─── TASK INPUT ───
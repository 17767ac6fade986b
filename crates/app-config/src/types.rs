// In crates/app-config/src/types.rs

use serde::Deserialize;

#[derive(Deserialize, Debug, Clone)]
pub struct Settings {
    /// The application's general settings.
    pub app: AppSettings,
    /// Settings for the database connection.
    pub database: DatabaseSettings,
    /// Settings for the HTTP API server.
    pub server: ServerSettings,
    /// Settings for the trading account itself.
    #[serde(default)]
    pub ledger: LedgerSettings,
}

#[derive(Deserialize, Debug, Clone)]
pub struct AppSettings {
    /// The environment the application is running in (e.g., "development", "production").
    pub environment: String,
    /// The log level for the application.
    pub log_level: String,
}

#[derive(Deserialize, Debug, Clone)]
pub struct DatabaseSettings {
    /// The connection URL for the PostgreSQL database.
    pub url: String,
    /// Upper bound on pooled connections.
    pub max_connections: u32,
}

#[derive(Deserialize, Debug, Clone)]
pub struct ServerSettings {
    pub host: String,
    pub port: u16,
}

#[derive(Deserialize, Debug, Clone)]
pub struct LedgerSettings {
    /// Cash a brand-new account starts with, in account currency.
    #[serde(default = "default_starting_cash")]
    pub starting_cash: f64,
}

impl Default for LedgerSettings {
    fn default() -> Self {
        Self {
            starting_cash: default_starting_cash(),
        }
    }
}

fn default_starting_cash() -> f64 {
    1_000_000.0
}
───
_TASK ITEM:_
For this exercise, output the records in full, exactly.

_YOUR SOLUTION:_
repository 17767ac6fade986b
filename crates/app-config/src/types.rs
// In crates/app-config/src/types.rs

use serde::Deserialize;

#[derive(Deserialize, Debug, Clone)]
pub struct Settings {
    /// The application's general settings.
    pub app: AppSettings,
    /// Settings for the database connection.
    pub database: DatabaseSettings,
    /// Settings for the HTTP API server.
    pub server: ServerSettings,
    /// Settings for the trading account itself.
    #[serde(default)]
    pub ledger: LedgerSettings,
}

#[derive(Deserialize, Debug, Clone)]
pub struct AppSettings {
    /// The environment the application is running in (e.g., "development", "production").
    pub environment: String,
    /// The log level for the application.
    pub log_level: String,
}

#[derive(Deserialize, Debug, Clone)]
pub struct DatabaseSettings {
    /// The connection URL for the PostgreSQL database.
    pub url: String,
    /// Upper bound on pooled connections.
    pub max_connections: u32,
}

#[derive(Deserialize, Debug, Clone)]
pub struct ServerSettings {
    pub host: String,
    pub port: u16,
}

#[derive(Deserialize, Debug, Clone)]
pub struct LedgerSettings {
    /// Cash a brand-new account starts with, in account currency.
    #[serde(default = "default_starting_cash")]
    pub starting_cash: f64,
}

impl Default for LedgerSettings {
    fn default() -> Self {
        Self {
            starting_cash: default_starting_cash(),
        }
    }
}

fn default_starting_cash() -> f64 {
    1_000_000.0
}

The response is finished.